> Exercise goal: Copy word for word, please, the lines of the entries below running from the one containing "let mut backend" to the one containing "zk_proof = backend.generate_proof(&bytecode, &witness).await?;", both ends included.

> Excerpted data:
----------
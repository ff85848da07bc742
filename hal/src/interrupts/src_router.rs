//! # Service Request Routing
//!
//! The service request controller decides which core services a
//! peripheral interrupt and at which priority. This module programs the
//! STM compare service request nodes - the one routing the BSP itself
//! needs; further peripherals follow the same node shape.

use crate::family::NB_CORES;
use crate::mmio::Reg;

// ============================================================================
// Service request node layout
// ============================================================================

/// SRC.SRPN - service request priority number.
pub const SRC_SRPN_MASK: u32 = 0x0000_00FF;
/// SRC.SRPN shift.
pub const SRC_SRPN_SHIFT: u32 = 0;

/// SRC.SRE - service request enable.
pub const SRC_SRE: u32 = 1 << 10;

/// SRC.TOS - type of service (servicing core).
pub const SRC_TOS_MASK: u32 = 0x0000_3800;
/// SRC.TOS shift.
pub const SRC_TOS_SHIFT: u32 = 11;

/// Service request nodes of one STM instance.
#[repr(C)]
pub struct StmSrcRegs {
    /// SR0/SR1 - one node per compare channel.
    pub sr: [Reg; 2],
}

impl StmSrcRegs {
    const RESET: Self = Self {
        sr: [Reg::new(0), Reg::new(0)],
    };
}

/// The service request controller block (STM section).
#[repr(C)]
pub struct SrcRegs {
    /// One node group per STM instance.
    pub stm: [StmSrcRegs; NB_CORES],
}

impl SrcRegs {
    /// Reset-state block (host register model).
    pub const fn reset() -> Self {
        Self {
            stm: [StmSrcRegs::RESET; NB_CORES],
        }
    }
}

/// Access the service request controller block.
#[inline]
pub fn regs() -> &'static SrcRegs {
    cfg_if::cfg_if! {
        if #[cfg(target_arch = "tricore")] {
            // SAFETY: fixed module base from the family memory map.
            unsafe { &*(crate::family::spec::SRC_BASE as *const SrcRegs) }
        } else {
            &crate::sim::SRC
        }
    }
}

// ============================================================================
// TOS encoding
// ============================================================================

/// Type-of-service code for a logical core.
///
/// The encoding skips 1 (the DMA slot): core 0 is 0, core n is n + 1.
#[inline]
pub const fn type_of_service(core: usize) -> u32 {
    if core == 0 {
        0
    } else {
        core as u32 + 1
    }
}

// ============================================================================
// Routing
// ============================================================================

/// Route STM `channel`'s compare-0 service request to `core` at
/// `priority`, and enable it.
///
/// Out-of-range channel or core indices are silent no-ops, matching the
/// registrar's contract.
pub fn route_stm_compare(channel: usize, core: usize, priority: u32) {
    if core >= NB_CORES {
        return;
    }
    let Some(node) = regs().stm.get(channel) else {
        return;
    };

    node.sr[0].modify(|v| {
        let v = (v & !SRC_SRPN_MASK) | ((priority << SRC_SRPN_SHIFT) & SRC_SRPN_MASK);
        (v & !SRC_TOS_MASK) | (type_of_service(core) << SRC_TOS_SHIFT)
    });
    node.sr[0].set_bits(SRC_SRE);
}

#[cfg(test)]
mod tests {
    use super::*;
    use crate::sim;

    #[test]
    fn type_of_service_skips_the_dma_slot() {
        assert_eq!(type_of_service(0), 0);
        assert_eq!(type_of_service(1), 2);
        assert_eq!(type_of_service(2), 3);
        assert_eq!(type_of_service(3), 4);
    }

    #[test]
    fn routing_programs_priority_core_and_enable() {
        let _guard = sim::lock();
        let node = &regs().stm[2].sr[0];
        node.write(0);

        route_stm_compare(2, 2, 10);
        let v = node.read();
        assert_eq!((v & SRC_SRPN_MASK) >> SRC_SRPN_SHIFT, 10);
        assert_eq!((v & SRC_TOS_MASK) >> SRC_TOS_SHIFT, 3);
        assert_ne!(v & SRC_SRE, 0);
        node.write(0);
    }

    #[test]
    fn out_of_range_routing_is_a_no_op() {
        let _guard = sim::lock();
        let before: [u32; NB_CORES] =
            core::array::from_fn(|i| regs().stm[i].sr[0].read());

        route_stm_compare(NB_CORES, 0, 5);
        route_stm_compare(0, NB_CORES, 5);

        for (i, &b) in before.iter().enumerate() {
            assert_eq!(regs().stm[i].sr[0].read(), b);
        }
    }
}
// Copyright 2022 Aztec
// Copyright 2025 Horizen Labs, Inc.
// SPDX-License-Identifier: Apache-2.0 or MIT

// Licensed under the Apache License, Version 2.0 (the "License");
// you may not use this file except in compliance with the License.
// You may obtain a copy of the License at
//
// 	http://www.apache.org/licenses/LICENSE-2.0
//
// Unless required by applicable law or agreed to in writing, software
// distributed under the License is distributed on an "AS IS" BASIS,
// WITHOUT WARRANTIES OR CONDITIONS OF ANY KIND, either express or implied.
// See the License for the specific language governing permissions and
// limitations under the License.

//! `ownership-proof` command line tool.
//!
//! ```text
//! ownership-proof generate <account-type> <prover-input.json> [out-file]
//! ownership-proof verify <payload-file> [expected-challenge]
//! ```
//!
//! `verify` hands `bb` the key pinned in `bb.verificationKey` of the config.
//! Without one it falls back to the key carried by the payload, which is then
//! tied to the contract class only through its hash in the membership proof.

use std::{
    path::{Path, PathBuf},
    process::ExitCode,
};

use anyhow::{bail, Context, Result};
use serde::Deserialize;
use tracing::{error, info};
use tracing_subscriber::EnvFilter;
use vk_membership_verifier::{
    payload::OwnershipClaim, utils::fr_to_hex, utils::read_fr_hex, BbCliBackend, ContractClass,
    Fr, FunctionLeafPreimage, FunctionSelector, GenericOwnershipProof, OwnershipVerifier,
    Poseidon2, ProvingBackend, VerificationKeyData, VerifierConfig,
};

const USAGE: &str = "usage:
  ownership-proof generate <account-type> <prover-input.json> [out-file]
  ownership-proof verify <payload-file> [expected-challenge]";

const DEFAULT_OUT_FILE: &str = "ownership-proof.json";

/// What the prover knows about its contract and circuit. Circuit paths are
/// resolved against the directory of the input file.
#[derive(Debug, Deserialize)]
#[serde(rename_all = "camelCase")]
struct ProverInput {
    artifact_hash: String,
    public_bytecode_commitment: String,
    private_functions: Vec<PrivateFunctionInput>,
    function: FunctionInput,
    challenge: String,
    circuit: CircuitInput,
}

#[derive(Debug, Deserialize)]
#[serde(rename_all = "camelCase")]
struct PrivateFunctionInput {
    #[serde(default)]
    selector: Option<FunctionSelector>,
    #[serde(default)]
    signature: Option<String>,
    vk_hash: String,
}

#[derive(Debug, Deserialize)]
struct FunctionInput {
    name: String,
    signature: String,
}

#[derive(Debug, Deserialize)]
#[serde(rename_all = "camelCase")]
struct CircuitInput {
    bytecode: PathBuf,
    witness: PathBuf,
    #[serde(default)]
    verification_key: Option<PathBuf>,
}

impl PrivateFunctionInput {
    fn preimage(&self) -> Result<FunctionLeafPreimage> {
        let selector = match (self.selector, &self.signature) {
            (Some(selector), _) => selector,
            (None, Some(signature)) => FunctionSelector::from_signature(signature),
            (None, None) => bail!("private function needs a selector or a signature"),
        };
        let vk_hash = read_fr_hex(&self.vk_hash)
            .with_context(|| format!("invalid vkHash of function {selector}"))?;
        Ok(FunctionLeafPreimage::new(selector, vk_hash))
    }
}

impl ProverInput {
    fn contract_class(&self) -> Result<ContractClass> {
        let private_functions = self
            .private_functions
            .iter()
            .map(PrivateFunctionInput::preimage)
            .collect::<Result<Vec<_>>>()?;
        Ok(ContractClass::new(
            read_fr_hex(&self.artifact_hash).context("invalid artifactHash")?,
            private_functions,
            read_fr_hex(&self.public_bytecode_commitment)
                .context("invalid publicBytecodeCommitment")?,
        ))
    }

    fn challenge(&self) -> Result<Fr> {
        read_fr_hex(&self.challenge).context("invalid challenge")
    }
}

async fn read_file(path: &Path) -> Result<Vec<u8>> {
    tokio::fs::read(path)
        .await
        .with_context(|| format!("cannot read {}", path.display()))
}

async fn generate(account_type: &str, input_path: &Path, out_file: Option<PathBuf>) -> Result<()> {
    let config = VerifierConfig::from_env()?;
    let input: ProverInput = serde_json::from_slice(&read_file(input_path).await?)
        .with_context(|| format!("malformed prover input {}", input_path.display()))?;
    let base = input_path.parent().unwrap_or(Path::new("."));

    let class = input.contract_class()?;
    let challenge = input.challenge()?;
    let selector = FunctionSelector::from_signature(&input.function.signature);
    let expected_vk_hash = class
        .private_functions
        .iter()
        .find(|function| function.selector == selector)
        .map(|function| function.vk_hash)
        .with_context(|| format!("`{}` is not a private function of the class", input.function.signature))?;

    let bytecode = read_file(&base.join(&input.circuit.bytecode)).await?;
    let witness = read_file(&base.join(&input.circuit.witness)).await?;
    let mut backend = BbCliBackend::new(config.bb.binary.clone()).with_circuit(bytecode.clone());
    if let Some(vk_path) = &input.circuit.verification_key {
        backend = backend.with_verification_key(read_file(&base.join(vk_path)).await?);
    }

    info!(function = %input.function.name, %selector, "generating proof");
    let zk_proof = backend.generate_proof(&bytecode, &witness).await?;
    let verification_key = VerificationKeyData::from_bytes::<Poseidon2>(&backend.verification_key().await?)
        .context("backend returned a malformed verification key")?;
    if verification_key.hash != expected_vk_hash {
        bail!(
            "circuit verification key {} does not match {} registered for {selector}",
            fr_to_hex(&verification_key.hash),
            fr_to_hex(&expected_vk_hash)
        );
    }

    let mut payload = GenericOwnershipProof::assemble::<Poseidon2>(
        OwnershipClaim {
            contract_class: &class,
            selector,
            function_name: &input.function.name,
            account_type,
            tree_height: config.tree_height,
        },
        zk_proof,
        verification_key,
        challenge,
    )?;
    if let Some(debug) = payload.debug.as_mut() {
        debug.function_signature = Some(input.function.signature.clone());
    }

    let out = out_file.unwrap_or_else(|| PathBuf::from(DEFAULT_OUT_FILE));
    tokio::fs::write(&out, payload.to_json_pretty()?)
        .await
        .with_context(|| format!("cannot write {}", out.display()))?;
    info!(
        path = %out.display(),
        class_id = %fr_to_hex(&payload.contract_class.id),
        "ownership proof written"
    );
    Ok(())
}

/// The key `bb` verifies against: the pinned trusted key if configured,
/// otherwise the payload's own key.
async fn backend_verification_key(
    config: &VerifierConfig,
    proof: &GenericOwnershipProof,
) -> Result<Vec<u8>> {
    match &config.bb.verification_key {
        Some(path) => read_file(path).await,
        None => {
            info!("no trusted verification key configured, using the payload key");
            Ok(proof.verification_key.to_bytes())
        }
    }
}

async fn verify(payload_path: &Path, expected_challenge: Option<&str>) -> Result<bool> {
    let config = VerifierConfig::from_env()?;
    let expected_challenge = expected_challenge
        .map(read_fr_hex)
        .transpose()
        .context("invalid expected challenge")?;
    let proof = GenericOwnershipProof::from_json_slice(&read_file(payload_path).await?)
        .with_context(|| format!("malformed ownership proof {}", payload_path.display()))?;

    let backend = BbCliBackend::new(config.bb.binary.clone())
        .with_verification_key(backend_verification_key(&config, &proof).await?);
    let verifier = OwnershipVerifier::<_, Poseidon2>::new(backend, config);
    let result = verifier.verify(&proof, expected_challenge).await?;

    println!("{result}");
    Ok(result.is_valid)
}

#[tokio::main]
async fn main() -> ExitCode {
    tracing_subscriber::fmt()
        .with_env_filter(EnvFilter::try_from_default_env().unwrap_or_else(|_| EnvFilter::new("info")))
        .with_writer(std::io::stderr)
        .init();

    let args: Vec<String> = std::env::args().skip(1).collect();
    let outcome = match args.first().map(String::as_str) {
        Some("generate") if (3..=4).contains(&args.len()) => {
            generate(&args[1], Path::new(&args[2]), args.get(3).map(PathBuf::from))
                .await
                .map(|()| true)
        }
        Some("verify") if (2..=3).contains(&args.len()) => {
            verify(Path::new(&args[1]), args.get(2).map(String::as_str)).await
        }
        _ => {
            eprintln!("{USAGE}");
            return ExitCode::from(2);
        }
    };

    match outcome {
        Ok(true) => ExitCode::SUCCESS,
        Ok(false) => ExitCode::FAILURE,
        Err(e) => {
            error!("{e:#}");
            ExitCode::FAILURE
        }
    }
}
----------
> Exercise solution:
    let mut backend = BbCliBackend::new(config.bb.binary.clone()).with_circuit(bytecode.clone());
    if let Some(vk_path) = &input.circuit.verification_key {
        backend = backend.with_verification_key(read_file(&base.join(vk_path)).await?);
    }

    info!(function = %input.function.name, %selector, "generating proof");
    let zk_proof = backend.generate_proof(&bytecode, &witness).await?;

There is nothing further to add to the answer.